Thoughts on Robots and Humans

"Sayonoara" by Tatsuo Nambu. The performer to the left is an android.

“Sayonoara” by Tatsuo Nambu. The performer to the left is an android.

It’s hard to know what to talk about first after seeing a play with robot actors.

Last Friday, I saw the Robot Theater Project at Japan Society, a program of two plays, Sayonara and I, Worker. The Project is a collaboration between Seinendan Theater Company and Osaka University, exploring, well, the implications of non-living “actors” in live theater. These plays feature both robots and human actors interacting with each other, but interest goes first of all to the robots: how are they going to perform? How does their presence read?

Presence? Robots?

Part of me wants to just focus on the play, and not get stuck on the robots as exotic specimens that drive the entire performance. The plays have a lot to them independent of the robots, but the robots can’t help but hold center stage. Rather than trying to get around this and talk about the several unique aspects of writer/director Oriza Hirata’s theatrical style (timing, uneventful events, drawing the audience in rather than the actors projecting out), I’ll just embrace it and go with the experiment this project clearly wants us to join them on.

The interesting questions revolving around the robots are, it turns out, what they reveal about humans. The interest for the scientist collaborator—Dr. Hiroshi Ishiguro, a researcher on robotics at Osaka University—is that having the robots “perform” theater forces them to deal with things generally restricted to the realm of human—specifically, emotions. In developing the robots, emotional representation is not the first priority, most of the time—how to get the machine to move, the mechanics of mobility and operation, must necessarily come first. Yet using these machines in this play meant working to get them to perform “human-ness”. How should a machine perform human-ness? What method do they adopt to indicate elements of human-ness?

It’s tempting to focus entirely on this relationship between the robots and humans, and how the director and scientist try to make robots imitate them. In a way, you have to get past the gimmick. The robots are the draw, naturally, but too narrow a focus on them and you might miss how they are actually the indicators of meaning, not the entire meaning in themselves. The robots are like stick figures, in a way: they present a basic structure of humanness, revealing how little it takes to make us think “human”. Instead of lines to represent body parts, the robots take on gestures, speech patterns, and topics that read as states of emotional distress, crisis, or even care for fellow(?) beings. No one is fooled into thinking these robots have emotions, any more than stick figures would make anyone think that human bodies are one-dimensional, but I think we are at least given a model of the components of emotional interaction distilled out from the human form.
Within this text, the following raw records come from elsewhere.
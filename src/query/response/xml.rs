//! Minimal XML element tree for Query-protocol responses.
//!
//! SES response documents are small and deeply nested, so they are read
//! into an owned tree once and pattern-matched from there, rather than
//! threading per-shape state through a streaming event loop. Attributes
//! and namespaces are irrelevant to the wire contract and are dropped.

use quick_xml::events::Event;
use quick_xml::Reader;

use crate::error::{SesError, SesResult};

/// One XML element: name, accumulated text, and child elements in
/// document order.
#[derive(Debug, Clone, Default)]
pub(crate) struct Element {
    name: String,
    text: String,
    children: Vec<Element>,
}

impl Element {
    /// The element's tag name.
    pub fn name(&self) -> &str {
        &self.name
    }

    /// The element's own text content, trimmed by the reader.
    pub fn text(&self) -> &str {
        &self.text
    }

    /// First child with the given tag name.
    pub fn child(&self, name: &str) -> Option<&Element> {
        self.children.iter().find(|c| c.name == name)
    }

    /// All children with the given tag name, in document order.
    pub fn children<'a>(&'a self, name: &'a str) -> impl Iterator<Item = &'a Element> {
        self.children.iter().filter(move |c| c.name == name)
    }

    /// Walk a chain of first-matching children.
    pub fn descendant(&self, path: &[&str]) -> Option<&Element> {
        let mut current = self;
        for name in path {
            current = current.child(name)?;
        }
        Some(current)
    }

    /// Text of the first child with the given tag name.
    pub fn child_text(&self, name: &str) -> Option<&str> {
        self.child(name).map(Element::text)
    }
}

/// Parse an XML document into its root element.
pub(crate) fn parse_document(xml: &str) -> SesResult<Element> {
    let mut reader = Reader::from_str(xml);
    reader.trim_text(true);

    let mut stack: Vec<Element> = Vec::new();
    let mut root: Option<Element> = None;

    loop {
        match reader.read_event() {
            Ok(Event::Start(e)) => {
                stack.push(Element {
                    name: String::from_utf8_lossy(e.name().as_ref()).to_string(),
                    ..Default::default()
                });
            }
            Ok(Event::Empty(e)) => {
                let element = Element {
                    name: String::from_utf8_lossy(e.name().as_ref()).to_string(),
                    ..Default::default()
                };
                attach(&mut stack, &mut root, element);
            }
            Ok(Event::Text(e)) => {
                let text = e.unescape().map_err(|err| SesError::MalformedResponse {
                    message: err.to_string(),
                })?;
                if let Some(open) = stack.last_mut() {
                    open.text.push_str(&text);
                }
            }
            Ok(Event::CData(e)) => {
                if let Some(open) = stack.last_mut() {
                    open.text.push_str(&String::from_utf8_lossy(&e.into_inner()));
                }
            }
            Ok(Event::End(_)) => {
                let element = stack.pop().ok_or_else(|| SesError::MalformedResponse {
                    message: "unexpected closing tag".to_string(),
                })?;
                attach(&mut stack, &mut root, element);
            }
            Ok(Event::Eof) => break,
            Ok(_) => {}
            Err(e) => {
                return Err(SesError::MalformedResponse {
                    message: e.to_string(),
                });
            }
        }
    }

    if !stack.is_empty() {
        return Err(SesError::MalformedResponse {
            message: "unclosed element".to_string(),
        });
    }
    root.ok_or_else(|| SesError::MalformedResponse {
        message: "empty document".to_string(),
    })
}

fn attach(stack: &mut Vec<Element>, root: &mut Option<Element>, element: Element) {
    if let Some(parent) = stack.last_mut() {
        parent.children.push(element);
    } else if root.is_none() {
        *root = Some(element);
    }
}
//! Operation builders for the form-encoded Query protocol.
//!
//! Every operation is a pure function from typed arguments (plus a typed
//! options struct) to a [`QueryOperation`] descriptor: the flat parameter
//! map a transport signs and POSTs to `/`, tagged with the
//! [`QueryAction`] that later selects the response parser. Builders never
//! fail; optional arguments left `None` contribute no parameters.

pub mod configuration_sets;
pub mod custom_verification;
pub mod emails;
pub mod identities;
pub mod params;
pub mod receipts;
pub mod response;
pub mod templates;

use tracing::trace;

use self::params::Params;
use crate::http::HttpMethod;

/// Identity of a Query-protocol operation.
///
/// A closed enum: response parsing dispatches on it exhaustively, so a new
/// operation cannot be added without also adding its parser arm.
#[derive(Debug, Clone, Copy, PartialEq, Eq, Hash)]
pub enum QueryAction {
    /// SendEmail
    SendEmail,
    /// SendRawEmail
    SendRawEmail,
    /// SendTemplatedEmail
    SendTemplatedEmail,
    /// SendBulkTemplatedEmail
    SendBulkTemplatedEmail,
    /// VerifyEmailIdentity
    VerifyEmailIdentity,
    /// VerifyDomainIdentity
    VerifyDomainIdentity,
    /// VerifyDomainDkim
    VerifyDomainDkim,
    /// ListIdentities
    ListIdentities,
    /// GetIdentityVerificationAttributes
    GetIdentityVerificationAttributes,
    /// DeleteIdentity
    DeleteIdentity,
    /// SetIdentityNotificationTopic
    SetIdentityNotificationTopic,
    /// SetIdentityFeedbackForwardingEnabled
    SetIdentityFeedbackForwardingEnabled,
    /// SetIdentityHeadersInNotificationsEnabled
    SetIdentityHeadersInNotificationsEnabled,
    /// ListConfigurationSets
    ListConfigurationSets,
    /// CreateTemplate
    CreateTemplate,
    /// UpdateTemplate
    UpdateTemplate,
    /// DeleteTemplate
    DeleteTemplate,
    /// GetTemplate
    GetTemplate,
    /// ListTemplates
    ListTemplates,
    /// CreateCustomVerificationEmailTemplate
    CreateCustomVerificationEmailTemplate,
    /// UpdateCustomVerificationEmailTemplate
    UpdateCustomVerificationEmailTemplate,
    /// DeleteCustomVerificationEmailTemplate
    DeleteCustomVerificationEmailTemplate,
    /// GetCustomVerificationEmailTemplate
    GetCustomVerificationEmailTemplate,
    /// SendCustomVerificationEmail
    SendCustomVerificationEmail,
    /// ListCustomVerificationEmailTemplates
    ListCustomVerificationEmailTemplates,
    /// DescribeReceiptRuleSet
    DescribeReceiptRuleSet,
}

impl QueryAction {
    /// The PascalCase action name stamped into the `Action` parameter.
    pub fn as_str(&self) -> &'static str {
        match self {
            QueryAction::SendEmail => "SendEmail",
            QueryAction::SendRawEmail => "SendRawEmail",
            QueryAction::SendTemplatedEmail => "SendTemplatedEmail",
            QueryAction::SendBulkTemplatedEmail => "SendBulkTemplatedEmail",
            QueryAction::VerifyEmailIdentity => "VerifyEmailIdentity",
            QueryAction::VerifyDomainIdentity => "VerifyDomainIdentity",
            QueryAction::VerifyDomainDkim => "VerifyDomainDkim",
            QueryAction::ListIdentities => "ListIdentities",
            QueryAction::GetIdentityVerificationAttributes => {
                "GetIdentityVerificationAttributes"
            }
            QueryAction::DeleteIdentity => "DeleteIdentity",
            QueryAction::SetIdentityNotificationTopic => "SetIdentityNotificationTopic",
            QueryAction::SetIdentityFeedbackForwardingEnabled => {
                "SetIdentityFeedbackForwardingEnabled"
            }
            QueryAction::SetIdentityHeadersInNotificationsEnabled => {
                "SetIdentityHeadersInNotificationsEnabled"
            }
            QueryAction::ListConfigurationSets => "ListConfigurationSets",
            QueryAction::CreateTemplate => "CreateTemplate",
            QueryAction::UpdateTemplate => "UpdateTemplate",
            QueryAction::DeleteTemplate => "DeleteTemplate",
            QueryAction::GetTemplate => "GetTemplate",
            QueryAction::ListTemplates => "ListTemplates",
            QueryAction::CreateCustomVerificationEmailTemplate => {
                "CreateCustomVerificationEmailTemplate"
            }
            QueryAction::UpdateCustomVerificationEmailTemplate => {
                "UpdateCustomVerificationEmailTemplate"
            }
            QueryAction::DeleteCustomVerificationEmailTemplate => {
                "DeleteCustomVerificationEmailTemplate"
            }
            QueryAction::GetCustomVerificationEmailTemplate => {
                "GetCustomVerificationEmailTemplate"
            }
            QueryAction::SendCustomVerificationEmail => "SendCustomVerificationEmail",
            QueryAction::ListCustomVerificationEmailTemplates => {
                "ListCustomVerificationEmailTemplates"
            }
            QueryAction::DescribeReceiptRuleSet => "DescribeReceiptRuleSet",
        }
    }
}

/// A built Query-protocol operation.
///
/// Inert data: the transport reads the method, path and parameters, signs
/// and sends them, and feeds the raw response together with
/// [`action()`](Self::action) into [`response::parse`]. Constructed once,
/// never mutated, consumed once.
#[derive(Debug, Clone)]
pub struct QueryOperation {
    action: QueryAction,
    params: Params,
}

impl QueryOperation {
    /// SigV4 signing name of the service.
    pub const SERVICE_ID: &'static str = "email";

    pub(crate) fn new(action: QueryAction, mut params: Params) -> Self {
        params.insert("Action".to_string(), action.as_str().to_string());
        trace!(action = action.as_str(), params = params.len(), "built query operation");
        Self { action, params }
    }

    /// The operation's identity, used to select the response parser.
    pub fn action(&self) -> QueryAction {
        self.action
    }

    /// The flat form-encoded parameter map, `Action` included.
    pub fn params(&self) -> &Params {
        &self.params
    }

    /// HTTP method; the Query protocol always POSTs.
    pub fn http_method(&self) -> HttpMethod {
        HttpMethod::Post
    }

    /// Request path; the Query protocol addresses the service root.
    pub fn path(&self) -> &'static str {
        "/"
    }

    /// Consume the descriptor, yielding the parameter map for encoding.
    pub fn into_params(self) -> Params {
        self.params
    }
}

#[cfg(test)]
mod tests {
    use super::*;

    #[test]
    fn test_action_always_stamped() {
        let op = QueryOperation::new(QueryAction::ListIdentities, Params::new());
        assert_eq!(op.params()["Action"], "ListIdentities");
        assert_eq!(op.action(), QueryAction::ListIdentities);
    }

    #[test]
    fn test_descriptor_shape() {
        let op = QueryOperation::new(QueryAction::SendEmail, Params::new());
        assert_eq!(op.http_method(), HttpMethod::Post);
        assert_eq!(op.path(), "/");
        assert_eq!(QueryOperation::SERVICE_ID, "email");
    }

    #[test]
    fn test_action_names_are_pascal_case() {
        assert_eq!(
            QueryAction::SetIdentityHeadersInNotificationsEnabled.as_str(),
            "SetIdentityHeadersInNotificationsEnabled"
        );
        assert_eq!(
            QueryAction::GetIdentityVerificationAttributes.as_str(),
            "GetIdentityVerificationAttributes"
        );
    }
}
In Sayonara, the first play on this program, an android (robot made to appear to be a human) reads poetry to a young woman with a terminal illness, close to death. At one point, the woman (no name given: the script lists her simply as “B”, the android as “A”) interrupts the android and says, “I think probably I’m going to die soon. Probably, right?” After a pause of several seconds, A responds, “Yes.” This delay, followed by A’s plain, unadorned response, reads as hesitation, an uncertainty caused by processing how to respond to a tender situation. Witnessing a robot perform this pattern draws the structure of an emotional exchange in the play, so clearly that the exchange reads, even without presenting the actual emotions (it is an android, after all).

In the second play, I, Worker, two robots (not androids—these look more like R2-D2 than C3PO) that are meant to be houseworkers go about their tasks, engaging in conversations with with their owners, a husband and wife (Yuuji and Ikue) who have recently lost their child. At various points throughout this play, the robots will tilt their heads, or move their arms in obviously un-functional gestures to mimic human expression. The result is more humorous than convincing (it’s intended that way), but again it reveals a structure of expression even where the feeling behind that structure can’t be present. This point is reversed at the end of the play, when one of the robots observes that Yuuji and Ikue, watching the sunset together, must be remembering someone—the structure of their behavior allows the robot to recognize the emotions, even if the robot can’t feel it itself.

Hirata’s understated style allows these moments to work as points for reflection rather than contrivances. There is a lot more to consider in this juxtaposition of technology and humans—and what it could mean for theater in the future. Or, just ignore the robots as you might your friend’s smartphone and enjoy the poetry.